REPUBLIKA.CO.ID, JAKARTA -- Dewan Masjid Indonesia (DMI) merespon fenomena orang yang mengumandangkan azan menggunakan kata jihad. Dalam video yang viral tersebut, kalimat hayya 'alas-shalah diubah menjadi hayya 'alal-jihad.
DMI menegaskan bahwa azan seruan sholat harus sesuai yang diajarkan Nabi Muhammad SAW dan para sahabatnya. Artinya tidak dibenarkan dalam azan seruan sholat dimasukan kata jihad.
"Kalau itu (hayya 'alas-shalah diubah menjadi hayya 'alal-jihad) untuk adzan sholat itu tidak diperkenankan, karena itu bidah atau mengada-ada, dan tidak mengikuti apa yang dilakukan Nabi dan sahabat-sahabatnya," kata Sekretaris Jenderal (Sekjen) DMI, Imam Addaruqutni kepada Republika usai rapat virtual DMI, Selasa (1/12).
Imam menyampaikan, jihad dalam Islam punya istilah khusus.
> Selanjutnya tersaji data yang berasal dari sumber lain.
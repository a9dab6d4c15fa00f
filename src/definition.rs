//! Go-to-definition: resolves the identifier under the cursor to every
//! declaration site of that symbol in the Kconfig tree.

use tower_lsp::lsp_types as lsp;

use crate::ast::LineIndex;
use crate::context::{path_to_uri, Context};
use crate::text::{strip_config_prefix, word_at_offset};

/// Every declaration site of `name`, as LSP locations. A symbol declared in
/// more than one `config` block (conditional redeclaration) gets one
/// location per site, each pointing at the start of its declaration line —
/// the graph keeps only the line, not a name span, for declaration sites.
pub fn locations_for_symbol(ctx: &Context, name: &str) -> Vec<lsp::Location> {
    let Some(id) = ctx.graph.lookup(name) else {
        return Vec::new();
    };
    ctx.graph
        .symbol(id)
        .nodes
        .iter()
        .map(|&node| {
            let loc = &ctx.graph.node(node).loc;
            let line = loc.line.saturating_sub(1);
            lsp::Location {
                uri: path_to_uri(&loc.file),
                range: lsp::Range {
                    start: lsp::Position::new(line, 0),
                    end: lsp::Position::new(line, 0),
                },
            }
        })
        .collect()
}

/// `textDocument/definition` over the `.conf` or Kconfig buffer `text`, at
/// `pos`. Strips a leading `CONFIG_` before lookup so it works from either
/// side (a `.conf` assignment or a `depends on`/`select` reference).
pub fn goto_definition(ctx: &Context, text: &str, pos: lsp::Position) -> Option<lsp::GotoDefinitionResponse> {
    let lines = LineIndex::new(text);
    let offset = lines.offset(pos.line, pos.character);
    let word = word_at_offset(text, offset)?;
    let name = strip_config_prefix(&word);

    let locations = locations_for_symbol(ctx, name);
    match locations.len() {
        0 => None,
        1 => Some(lsp::GotoDefinitionResponse::Scalar(locations.into_iter().next().unwrap())),
        _ => Some(lsp::GotoDefinitionResponse::Array(locations)),
    }
}

#[cfg(test)]
mod tests {
    use super::*;
    use crate::context::ContextManager;
    use crate::env::Env;
    use crate::graph::FileSource;
    use std::collections::HashMap;
    use std::sync::Mutex;

    struct MemSource(Mutex<HashMap<String, String>>);
    impl FileSource for MemSource {
        fn read(&self, path: &str) -> std::io::Result<String> {
            self.0
                .lock()
                .unwrap()
                .get(path)
                .cloned()
                .ok_or_else(|| std::io::Error::new(std::io::ErrorKind::NotFound, path.to_string()))
        }
        fn is_dir(&self, _path: &str) -> bool {
            false
        }
    }

    #[test]
    fn finds_single_declaration() {
        let mut files = HashMap::new();
        files.insert("Kconfig".to_string(), "config FOO\n\tbool \"f\"\n".to_string());
        let src = MemSource(Mutex::new(files));
        let mut mgr = ContextManager::new();
        let id = mgr.add_build("Kconfig".into(), vec![], Env::new(), &src).unwrap();
        let ctx = mgr.get(id).unwrap();

        let resp = goto_definition(ctx, "depends on FOO\n", lsp::Position::new(0, 12));
        assert!(matches!(resp, Some(lsp::GotoDefinitionResponse::Scalar(_))));
    }

    #[test]
    fn unknown_symbol_yields_nothing() {
        let mut files = HashMap::new();
        files.insert("Kconfig".to_string(), "config FOO\n\tbool \"f\"\n".to_string());
        let src = MemSource(Mutex::new(files));
        let mut mgr = ContextManager::new();
        let id = mgr.add_build("Kconfig".into(), vec![], Env::new(), &src).unwrap();
        let ctx = mgr.get(id).unwrap();

        assert!(goto_definition(ctx, "depends on BAR\n", lsp::Position::new(0, 12)).is_none());
    }
}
Artinya jihad untuk kepentingan umum seperti perbaikan ekonomi, pembangunan, silaturrahim, dan perjuangan agar orang-orang tetap sehat saat pandemi Covid-19, itu semua adalah jihad.
Ia mengatakan, usaha yang sungguh-sungguh untuk kebaikan bersama tanpa menyakiti orang lain, itu adalah jihad. "Polisi yang memberantas narkoba dan teroris juga jihad, petugas negara menegakan hukum dan keadilan adalah jihad," ujarnya.
Imam menjelaskan, DMI tidak bermaksud atau sengaja menghilangkan kata jihad. Jihad ada tapi bukan untuk seruan sholat. Jihad itu adalah usaha sendiri maupun bersama-sama untuk mewujudkan persatuan dan kesatuan bangsa. Ia menegaskan, jihad tidak boleh dimaknai untuk memerangi orang yang semata-mata beda.
Sebelumnya DMI menggelar rapat virtual bersama pengurus pusat dan daerah. Rapat ini bertema 'Konsolidasi Kenetralan Organisasi Menghadapi Agenda Nasional Pilkada' pada Selasa (1/11).
Di dalam rapat itu, Ketua Umum DMI Jusuf Kalla (JK) secara tegas menolak seruan jihad yang dilakukan sekelompok orang di masjid melalui azan. JK menjelaskan bahwa menambahkan seruan jihad melalui azan adalah kekeliruan yang harus diluruskan.
"Azan, hayya 'alal-jihad, itu keliru, harus diluruskan. DMI menyatakan secara resmi menolak hal-hal seperti itu. Masjid jangan dijadikan tempat untuk kegiatan yang menganjurkan pertentangan," kata JK melalui siaran pers yang diterima Republika, Selasa (1/12).
JK menegaskan bahwa pengertian jihad jangan dijadikan seruan untuk membunuh, mengebom, atau saling mematikan. Sebab jika jihad mengajak membunuh, seperti kejadian di Kabupaten Sigi merupakan pelanggaran yang luar biasa yang harus dihukum oleh negara.
JK menilai jihad tidak bermakna negatif. Karena menuntut ilmu atau berdakwa juga bisa diartikan berjihad. "Sehingga kalau mau berjihad, dapat dilakukan dalam menuntut ilmu atau berdakwah," ujarnya.
Hadir mendampingi mantan wakil presiden ke-10 dan ke-12 ini antara lain Wakil Ketua Umum DMI Syafruddin, Wakil Ketua DMI Masdar Farid Mas’udi, Ketua DMI KH Abdul Manan Ghani, dan Ketua Umum BKPRMI Said Al Idrus.